The southeastern part of the Tibetan Plateau (TP), one of the regions with the largest glacier distribution on the plateau, has been experiencing a significant loss in glacier mass balance (GMB) in recent decades due to climate warming. In this study, we used the Spatial Processes in Hydrology (SPHY) model and satellite data from LANDSAT to reconstruct the runoff components and glacier mass balance in the Niyang River basin (NRB). The measured river discharge data in the basin during 2000–2008 were used for model calibration and validation. Then, the validated model was applied to reconstruct the runoff components and GMB in the Niyang River basin for the period 1969–2013. Results showed that rainfall runoff (67%) was the dominant contributor to total runoff, followed by snowmelt runoff (14%), glacier melt runoff (10%), and baseflow (9%). The NRB experienced a severe loss in GMB, with a mean value of −1.26 m w. e./a (corresponding to a cumulative glacier mass loss of −56.72 m w. e.) during 1969–2013. During periods Ⅰ (1969–1983), Ⅱ (1984–1998), and Ⅲ (1999–2013) glacier mass loss was simulated at rates of −1.27 m w. e./a, −1.18 m w. e./a, and −1.33 m w. e./a, respectively. The annual loss of glacier mass in the northern region of the NRB (−1.43 m w. e./a) was significantly greater than that of the southern region (−0.53 m w. e./a) from 1969 to 2013, largely due to temperature variations, especially in summer months. These findings enhance our understanding of how different hydrological processes respond to climate change and provide a potential method to study runoff components and GMB in other glacierized catchments worldwide.

1 Introduction

The Tibetan Plateau (TP), also known as the Third Pole (Qiu, 2008), is a vital source region for the major rivers in Asia, such as the Yangtze River, the Yellow River, the Mekong River, and the Yarlung Zangbo River (Immerzeel et al., 2010). The TP has the largest distribution of glaciers outside the polar regions and Greenland (Yao et al., 2012). The southeastern TP, which includes the Eastern Nyainqentanglha Ranges, Eastern Himalayas, and Western Hengduan Mountains, is notable for the largest maritime glaciers (∼74,000 km²) over the TP (Shi et al., 2008).

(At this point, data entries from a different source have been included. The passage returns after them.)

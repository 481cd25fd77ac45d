//! SurrealDB Handle - Connection Management
//!
//! One handle is shared by both durable stores. Supports in-memory (`mem://`),
//! embedded on-disk (`surrealkv://`), and remote (WebSocket) connections.

use crate::error::StateError;
use crate::migrations;
use crate::Result;
use surrealdb::engine::any::Any;
use surrealdb::opt::auth::{Database, Root};
use surrealdb::Surreal;
use tracing::{info, instrument};

const DEFAULT_NAMESPACE: &str = "recall";
const DEFAULT_DATABASE: &str = "main";
const DEFAULT_LOCAL_PATH: &str = ".recall/db";

/// Configuration for a remote SurrealDB connection
#[derive(Debug, Clone)]
pub struct CloudConfig {
    /// WebSocket endpoint URL (e.g., "wss://xxx.aws-use1.surrealdb.cloud")
    pub endpoint: String,
    /// Database username
    pub username: String,
    /// Database password
    pub password: String,
    /// Namespace (default: "recall")
    pub namespace: String,
    /// Database name (default: "main")
    pub database: String,
    /// Whether this is a root user (true) or database user (false)
    pub is_root: bool,
}

impl CloudConfig {
    /// Create from environment variables
    ///
    /// Reads:
    /// - SURREALDB_ENDPOINT (required)
    /// - SURREALDB_USERNAME (required)
    /// - SURREALDB_PASSWORD (required)
    /// - SURREALDB_NAMESPACE (optional, default: "recall")
    /// - SURREALDB_DATABASE (optional, default: "main")
    /// - SURREALDB_ROOT (optional, default: "false") - set to "true" for root users
    pub fn from_env() -> std::result::Result<Self, String> {
        let endpoint =
            std::env::var("SURREALDB_ENDPOINT").map_err(|_| "SURREALDB_ENDPOINT not set")?;
        let username =
            std::env::var("SURREALDB_USERNAME").map_err(|_| "SURREALDB_USERNAME not set")?;
        let password =
            std::env::var("SURREALDB_PASSWORD").map_err(|_| "SURREALDB_PASSWORD not set")?;
        let namespace = std::env::var("SURREALDB_NAMESPACE")
            .unwrap_or_else(|_| DEFAULT_NAMESPACE.to_string());
        let database =
            std::env::var("SURREALDB_DATABASE").unwrap_or_else(|_| DEFAULT_DATABASE.to_string());
        let is_root = std::env::var("SURREALDB_ROOT")
            .map(|v| v.to_lowercase() == "true")
            .unwrap_or(false);

        Ok(Self {
            endpoint,
            username,
            password,
            namespace,
            database,
            is_root,
        })
    }
}

/// Shared SurrealDB connection for the durable stores
#[derive(Clone)]
pub struct SurrealHandle {
    db: Surreal<Any>,
}

impl std::fmt::Debug for SurrealHandle {
    fn fmt(&self, f: &mut std::fmt::Formatter<'_>) -> std::fmt::Result {
        f.debug_struct("SurrealHandle").finish_non_exhaustive()
    }
}

impl SurrealHandle {
    /// Connect to an in-memory SurrealDB and set up the schema
    #[instrument(skip_all)]
    pub async fn setup_db() -> Result<Self> {
        info!("Connecting to SurrealDB (in-memory)");
        Self::setup_url("mem://").await
    }

    /// Connect to any engine URL (`mem://`, `surrealkv://path`, `ws://host`)
    /// without authentication, and set up the schema
    #[instrument]
    pub async fn setup_url(url: &str) -> Result<Self> {
        let db = surrealdb::engine::any::connect(url)
            .await
            .map_err(|e| StateError::Connection(format!("Failed to connect to {}: {}", url, e)))?;

        db.use_ns(DEFAULT_NAMESPACE)
            .use_db(DEFAULT_DATABASE)
            .await
            .map_err(|e| StateError::Connection(e.to_string()))?;

        migrations::init_schema(&db).await?;
        info!("SurrealDB connected ({})", url);
        Ok(SurrealHandle { db })
    }

    /// Connect to a remote SurrealDB server with credentials
    #[instrument(skip(config), fields(endpoint = %config.endpoint, namespace = %config.namespace, database = %config.database))]
    pub async fn setup_cloud(config: CloudConfig) -> Result<Self> {
        info!("Connecting to SurrealDB server (root={})", config.is_root);

        let db = surrealdb::engine::any::connect(&config.endpoint)
            .await
            .map_err(|e| {
                StateError::Connection(format!("Failed to connect to {}: {}", config.endpoint, e))
            })?;

        if config.is_root {
            db.signin(Root {
                username: &config.username,
                password: &config.password,
            })
            .await
            .map_err(|e| StateError::Connection(format!("Root authentication failed: {}", e)))?;
        } else {
            db.signin(Database {
                namespace: &config.namespace,
                database: &config.database,
                username: &config.username,
                password: &config.password,
            })
            .await
            .map_err(|e| {
                StateError::Connection(format!("Database authentication failed: {}", e))
            })?;
        }

        db.use_ns(&config.namespace)
            .use_db(&config.database)
            .await
            .map_err(|e| {
                StateError::Connection(format!("Failed to select namespace/database: {}", e))
            })?;

        migrations::init_schema(&db).await?;
        info!("SurrealDB server connected and schema initialized");
        Ok(SurrealHandle { db })
    }

    /// Connect using environment variables
    ///
    /// If SURREALDB_ENDPOINT is set, connects to that server with credentials.
    /// If SURREALDB_URL is set, connects to that URL.
    /// Otherwise, uses local persistence under `.recall/db`.
    #[instrument(skip_all)]
    pub async fn setup_from_env() -> Result<Self> {
        if let Ok(config) = CloudConfig::from_env() {
            info!("Server config found, connecting to SurrealDB server");
            return Self::setup_cloud(config).await;
        }

        if let Ok(url) = std::env::var("SURREALDB_URL") {
            info!("SURREALDB_URL found, connecting to {}", url);
            return Self::setup_url(&url).await;
        }

        std::fs::create_dir_all(DEFAULT_LOCAL_PATH).map_err(|e| {
            StateError::Connection(format!(
                "Failed to create database directory {}: {}",
                DEFAULT_LOCAL_PATH, e
            ))
        })?;
        let url = format!("surrealkv://{}", DEFAULT_LOCAL_PATH);
        info!("No server config found, using local persistence: {}", url);
        Self::setup_url(&url).await
    }

    pub(crate) fn db(&self) -> &Surreal<Any> {
        &self.db
    }
}
//! Tracing setup and log hygiene helpers

use tracing::Level;
use tracing_subscriber::EnvFilter;

/// Install the global subscriber.
///
/// `RUST_LOG` takes precedence over `level` when set. Returns quietly if a
/// subscriber is already installed (tests, embedding).
pub fn init_tracing(json: bool, level: Level) {
    let filter = EnvFilter::try_from_default_env()
        .unwrap_or_else(|_| EnvFilter::new(level.as_str().to_ascii_lowercase()));

    let builder = tracing_subscriber::fmt()
        .with_env_filter(filter)
        .with_target(false);

    let result = if json {
        builder.json().try_init()
    } else {
        builder.try_init()
    };
    if result.is_err() {
        tracing::debug!("tracing subscriber already installed");
    }
}

/// Mask a secret for logging: first five characters, then `***`.
pub fn redact(secret: &str) -> String {
    let prefix: String = secret.chars().take(5).collect();
    format!("{prefix}***")
}
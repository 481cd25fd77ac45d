//! OpenAI-compatible client against a mock HTTP server.

use std::time::Duration;

use recall_core::{CompletionConfig, CompletionError, CompletionService, OpenAiClient};
use serde_json::json;
use wiremock::matchers::{body_partial_json, header, method, path};
use wiremock::{Mock, MockServer, ResponseTemplate};

fn client_for(server: &MockServer) -> OpenAiClient {
    let config = CompletionConfig::new("sk-test-key")
        .with_endpoint(format!("{}/v1/chat/completions", server.uri()))
        .with_model("gpt-4o-mini")
        .with_http_timeout(Duration::from_millis(500));
    OpenAiClient::new(config).unwrap()
}

fn completion_body(content: &str) -> serde_json::Value {
    json!({
        "id": "chatcmpl-1",
        "model": "gpt-4o-mini",
        "choices": [{
            "index": 0,
            "message": { "role": "assistant", "content": content },
            "finish_reason": "stop"
        }]
    })
}

#[tokio::test]
async fn test_returns_first_choice_text() {
    let server = MockServer::start().await;
    Mock::given(method("POST"))
        .and(path("/v1/chat/completions"))
        .and(header("authorization", "Bearer sk-test-key"))
        .and(body_partial_json(json!({
            "model": "gpt-4o-mini",
            "messages": [{ "role": "user", "content": "describe me" }]
        })))
        .respond_with(ResponseTemplate::new(200).set_body_json(completion_body("{\"a\":1}")))
        .expect(1)
        .mount(&server)
        .await;

    let text = client_for(&server).complete("describe me").await.unwrap();
    assert_eq!(text, "{\"a\":1}");
}

#[tokio::test]
async fn test_error_code_on_success_status_is_service_error() {
    let server = MockServer::start().await;
    Mock::given(method("POST"))
        .respond_with(ResponseTemplate::new(200).set_body_json(json!({
            "choices": [],
            "error": {
                "code": "model_not_found",
                "message": "The model does not exist",
                "type": "invalid_request_error",
                "param": null
            }
        })))
        .mount(&server)
        .await;

    match client_for(&server).complete("hi").await {
        Err(CompletionError::Service { code, message }) => {
            assert_eq!(code, "model_not_found");
            assert_eq!(message, "The model does not exist");
        }
        other => panic!("unexpected: {other:?}"),
    }
}

#[tokio::test]
async fn test_error_body_on_failure_status_is_service_error() {
    let server = MockServer::start().await;
    Mock::given(method("POST"))
        .respond_with(ResponseTemplate::new(429).set_body_json(json!({
            "error": { "code": "rate_limit_exceeded", "message": "slow down", "type": "requests" }
        })))
        .mount(&server)
        .await;

    let err = client_for(&server).complete("hi").await.unwrap_err();
    assert!(matches!(err, CompletionError::Service { ref code, .. } if code == "rate_limit_exceeded"));
}

#[tokio::test]
async fn test_plain_failure_status_is_status_error() {
    let server = MockServer::start().await;
    Mock::given(method("POST"))
        .respond_with(ResponseTemplate::new(502).set_body_string("Bad Gateway"))
        .mount(&server)
        .await;

    match client_for(&server).complete("hi").await {
        Err(CompletionError::Status { status, body }) => {
            assert_eq!(status, 502);
            assert_eq!(body, "Bad Gateway");
        }
        other => panic!("unexpected: {other:?}"),
    }
}

#[tokio::test]
async fn test_empty_choices_is_failure() {
    let server = MockServer::start().await;
    Mock::given(method("POST"))
        .respond_with(ResponseTemplate::new(200).set_body_json(json!({ "choices": [] })))
        .mount(&server)
        .await;

    let err = client_for(&server).complete("hi").await.unwrap_err();
    assert!(matches!(err, CompletionError::EmptyChoices));
}

#[tokio::test]
async fn test_non_json_success_body_is_decode_error() {
    let server = MockServer::start().await;
    Mock::given(method("POST"))
        .respond_with(ResponseTemplate::new(200).set_body_string("<html>oops</html>"))
        .mount(&server)
        .await;

    let err = client_for(&server).complete("hi").await.unwrap_err();
    assert!(matches!(err, CompletionError::Decode(_)));
}

#[tokio::test]
async fn test_slow_server_times_out() {
    let server = MockServer::start().await;
    Mock::given(method("POST"))
        .respond_with(
            ResponseTemplate::new(200)
                .set_body_json(completion_body("late"))
                .set_delay(Duration::from_secs(3)),
        )
        .mount(&server)
        .await;

    let err = client_for(&server).complete("hi").await.unwrap_err();
    assert!(matches!(err, CompletionError::Timeout));
}
//! Recall daemon
//!
//! Runs the background preference analyzer until Ctrl-C, then drains
//! in-flight analyses and closes the stores.

mod config;

use std::sync::Arc;

use anyhow::{Context, Result};
use clap::Parser;
use recall_core::telemetry::{init_tracing, redact};
use recall_core::{OpenAiClient, PreferenceAnalyzer};
use recall_state::{
    ContextStorage, MemoryContextStore, MemoryPreferencesStore, PreferencesStorage,
    SurrealContextStore, SurrealHandle, SurrealPreferencesStore,
};
use tracing::{info, warn};

use crate::config::Config;

type Stores = (Arc<dyn ContextStorage>, Arc<dyn PreferencesStorage>);

#[tokio::main]
async fn main() -> Result<()> {
    let config = Config::parse();
    init_tracing(config.json, config.log_level());

    info!(
        model = %config.model,
        endpoint = %config.completion_url,
        api_key = %redact(&config.api_key),
        durable = config.durable,
        "recalld starting"
    );

    let analyzer_config = config
        .analyzer_config()
        .context("Invalid analyzer configuration")?;

    let (contexts, preferences) = open_stores(config.durable).await;

    let client = OpenAiClient::new(config.completion_config())
        .context("Failed to build completion client")?;
    let analyzer = PreferenceAnalyzer::new(
        Arc::clone(&contexts),
        Arc::clone(&preferences),
        Arc::new(client),
        analyzer_config,
    )
    .context("Failed to create preference analyzer")?;

    analyzer.start();

    tokio::signal::ctrl_c()
        .await
        .context("Failed to listen for shutdown signal")?;
    info!("shutdown requested, waiting for in-flight analyses");

    analyzer.stop().await;

    if let Err(e) = preferences.close().await {
        warn!(error = %e, "failed to close preferences store");
    }
    if let Err(e) = contexts.close().await {
        warn!(error = %e, "failed to close context store");
    }
    info!("recalld stopped");
    Ok(())
}

/// Durable stores when requested and reachable, otherwise in-memory ones.
async fn open_stores(durable: bool) -> Stores {
    if durable {
        match SurrealHandle::setup_from_env().await {
            Ok(handle) => {
                info!("using SurrealDB storage");
                return (
                    Arc::new(SurrealContextStore::new(&handle)),
                    Arc::new(SurrealPreferencesStore::new(&handle)),
                );
            }
            Err(e) => {
                warn!(error = %e, "durable storage unavailable, falling back to in-memory stores")
            }
        }
    }
    info!("using in-memory storage");
    volatile_stores()
}

fn volatile_stores() -> Stores {
    (
        Arc::new(MemoryContextStore::new()),
        Arc::new(MemoryPreferencesStore::new()),
    )
}

#[cfg(test)]
mod tests {
    use super::*;
    use recall_state::{NewMessage, UserId};

    #[tokio::test]
    async fn volatile_stores_are_usable() {
        let (contexts, preferences) = open_stores(false).await;
        contexts
            .append_message(UserId(1), NewMessage::user("hi"))
            .await
            .unwrap();
        preferences.update_last_message_time(UserId(1)).await.unwrap();

        assert!(contexts.get_context(UserId(1)).await.unwrap().is_some());
        contexts.close().await.unwrap();
        preferences.close().await.unwrap();
    }
}
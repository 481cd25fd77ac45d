//! Completion service client
//!
//! [`CompletionService`] is the seam the analyzer calls through. [`OpenAiClient`]
//! implements it against an OpenAI-compatible `/chat/completions` endpoint.

use std::time::Duration;

use async_trait::async_trait;
use serde::{Deserialize, Serialize};
use tracing::{debug, warn};

use crate::error::CompletionError;
use crate::telemetry::redact;

/// Turns a single-message prompt into generated text.
#[async_trait]
pub trait CompletionService: Send + Sync {
    async fn complete(&self, prompt: &str) -> Result<String, CompletionError>;
}

// ---------------------------------------------------------------------------
// Wire types
// ---------------------------------------------------------------------------

/// Chat completion request body
#[derive(Debug, Clone, Serialize, Deserialize)]
pub struct ChatRequest {
    pub model: String,
    pub messages: Vec<ChatMessage>,
    pub temperature: f32,
}

impl ChatRequest {
    /// Request with one user-role message.
    pub fn user_prompt(model: &str, prompt: &str, temperature: f32) -> Self {
        Self {
            model: model.to_string(),
            messages: vec![ChatMessage {
                role: "user".to_string(),
                content: prompt.to_string(),
            }],
            temperature,
        }
    }
}

#[derive(Debug, Clone, PartialEq, Eq, Serialize, Deserialize)]
pub struct ChatMessage {
    pub role: String,
    pub content: String,
}

/// Chat completion response body
#[derive(Debug, Clone, Default, Serialize, Deserialize)]
pub struct ChatCompletion {
    #[serde(default)]
    pub id: String,
    #[serde(default)]
    pub model: String,
    #[serde(default)]
    pub choices: Vec<Choice>,
    #[serde(default)]
    pub error: Option<ApiError>,
}

#[derive(Debug, Clone, Serialize, Deserialize)]
pub struct Choice {
    pub message: ChatMessage,
    #[serde(default)]
    pub finish_reason: Option<String>,
}

/// Service-reported error object
#[derive(Debug, Clone, Default, Serialize, Deserialize)]
pub struct ApiError {
    #[serde(default)]
    pub code: Option<String>,
    #[serde(default)]
    pub message: String,
    #[serde(default, rename = "type")]
    pub kind: Option<String>,
    #[serde(default)]
    pub param: Option<String>,
}

impl ApiError {
    /// Non-empty error code, if any.
    pub fn code(&self) -> Option<&str> {
        self.code.as_deref().filter(|c| !c.is_empty())
    }
}

impl ChatCompletion {
    /// Extract the first choice's text, applying the failure rules: a
    /// non-empty error code or an empty choice list is a failure.
    pub fn into_text(self) -> Result<String, CompletionError> {
        if let Some(err) = &self.error {
            if let Some(code) = err.code() {
                return Err(CompletionError::Service {
                    code: code.to_string(),
                    message: err.message.clone(),
                });
            }
        }
        self.choices
            .into_iter()
            .next()
            .map(|c| c.message.content)
            .ok_or(CompletionError::EmptyChoices)
    }
}

// ---------------------------------------------------------------------------
// OpenAI-compatible HTTP client
// ---------------------------------------------------------------------------

/// Completion client configuration
#[derive(Debug, Clone)]
pub struct CompletionConfig {
    /// Full URL of the chat completions endpoint
    pub endpoint: String,
    /// Model name sent with every request
    pub model: String,
    /// Bearer token
    pub api_key: String,
    /// Whole-request HTTP timeout
    pub http_timeout: Duration,
    pub temperature: f32,
}

impl Default for CompletionConfig {
    fn default() -> Self {
        CompletionConfig {
            endpoint: "https://api.openai.com/v1/chat/completions".to_string(),
            model: "gpt-4o-mini".to_string(),
            api_key: String::new(),
            http_timeout: Duration::from_secs(120),
            temperature: 0.7,
        }
    }
}

impl CompletionConfig {
    pub fn new(api_key: impl Into<String>) -> Self {
        CompletionConfig {
            api_key: api_key.into(),
            ..Self::default()
        }
    }

    pub fn with_endpoint(mut self, endpoint: impl Into<String>) -> Self {
        self.endpoint = endpoint.into();
        self
    }

    pub fn with_model(mut self, model: impl Into<String>) -> Self {
        self.model = model.into();
        self
    }

    pub fn with_http_timeout(mut self, timeout: Duration) -> Self {
        self.http_timeout = timeout;
        self
    }
}

/// Client for OpenAI-compatible chat completion endpoints
#[derive(Debug, Clone)]
pub struct OpenAiClient {
    config: CompletionConfig,
    http_client: reqwest::Client,
}

impl OpenAiClient {
    pub fn new(config: CompletionConfig) -> Result<Self, CompletionError> {
        let http_client = reqwest::Client::builder()
            .user_agent(concat!("recall/", env!("CARGO_PKG_VERSION")))
            .timeout(config.http_timeout)
            .build()?;

        debug!(
            endpoint = %config.endpoint,
            model = %config.model,
            api_key = %redact(&config.api_key),
            "completion client configured"
        );
        Ok(OpenAiClient {
            config,
            http_client,
        })
    }
}

#[async_trait]
impl CompletionService for OpenAiClient {
    async fn complete(&self, prompt: &str) -> Result<String, CompletionError> {
        let request =
            ChatRequest::user_prompt(&self.config.model, prompt, self.config.temperature);

        let response = self
            .http_client
            .post(&self.config.endpoint)
            .bearer_auth(&self.config.api_key)
            .json(&request)
            .send()
            .await?;

        let status = response.status();
        let body = response.text().await?;

        let completion: ChatCompletion = match serde_json::from_str(&body) {
            Ok(c) => c,
            Err(e) if status.is_success() => return Err(CompletionError::Decode(e.to_string())),
            Err(_) => {
                warn!(status = status.as_u16(), "completion service returned an error status");
                return Err(CompletionError::Status {
                    status: status.as_u16(),
                    body,
                });
            }
        };

        debug!(
            status = status.as_u16(),
            model = %completion.model,
            choices = completion.choices.len(),
            "chat completion"
        );

        if !status.is_success() && completion.error.as_ref().and_then(ApiError::code).is_none() {
            return Err(CompletionError::Status {
                status: status.as_u16(),
                body,
            });
        }
        completion.into_text()
    }
}

#[cfg(test)]
mod tests {
    use super::*;

    #[test]
    fn request_shape() {
        let req = ChatRequest::user_prompt("gpt-4o-mini", "hi", 0.7);
        let json = serde_json::to_value(&req).unwrap();
        assert_eq!(json["model"], "gpt-4o-mini");
        assert_eq!(json["messages"][0]["role"], "user");
        assert_eq!(json["messages"][0]["content"], "hi");
    }

    #[test]
    fn default_config_has_no_api_key() {
        assert!(CompletionConfig::default().api_key.is_empty());
        assert_eq!(CompletionConfig::new("sk-test").api_key, "sk-test");
    }

    #[test]
    fn error_code_wins_over_choices() {
        let completion: ChatCompletion = serde_json::from_str(
            r#"{"choices":[{"message":{"role":"assistant","content":"x"}}],
                "error":{"code":"rate_limit","message":"slow down","type":"requests","param":null}}"#,
        )
        .unwrap();
        match completion.into_text() {
            Err(CompletionError::Service { code, message }) => {
                assert_eq!(code, "rate_limit");
                assert_eq!(message, "slow down");
            }
            other => panic!("unexpected: {other:?}"),
        }
    }

    #[test]
    fn empty_error_code_is_ignored() {
        let completion: ChatCompletion = serde_json::from_str(
            r#"{"choices":[{"message":{"role":"assistant","content":"ok"}}],
                "error":{"code":"","message":""}}"#,
        )
        .unwrap();
        assert_eq!(completion.into_text().unwrap(), "ok");
    }

    #[test]
    fn empty_choices_is_failure() {
        let completion: ChatCompletion = serde_json::from_str(r#"{"choices":[]}"#).unwrap();
        assert!(matches!(
            completion.into_text(),
            Err(CompletionError::EmptyChoices)
        ));
    }
}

The TP has experienced significant climate warming over the past few decades, with a warming rate that is about twice the global average rate (Chen et al., 2015; Kuang and Jiao, 2016; Yao et al., 2019; You et al., 2021). As a result of climate warming, glaciers in the southeastern TP have been undergoing serious mass loss, which is about three times higher than the average across the entire TP (Gardner et al., 2013; Kääb et al., 2015; Brun et al., 2017; Shean et al., 2020). The southeastern TP is also known for experiencing the highest rate of terrestrial water storage depletion in the world due to the melting of long-term perennial snow and glacier caused by climate warming (Yao et al., 2012; Meng et al., 2019; Yi et al., 2020; Qiao et al., 2021). There is growing concern about the impact of the warming of the southeastern TP on various runoff components (e.g., rainfall runoff, glacier melt runoff, snowmelt runoff, and baseflow) of the rivers in this area (Immerzeel et al., 2013; Lutz et al., 2014).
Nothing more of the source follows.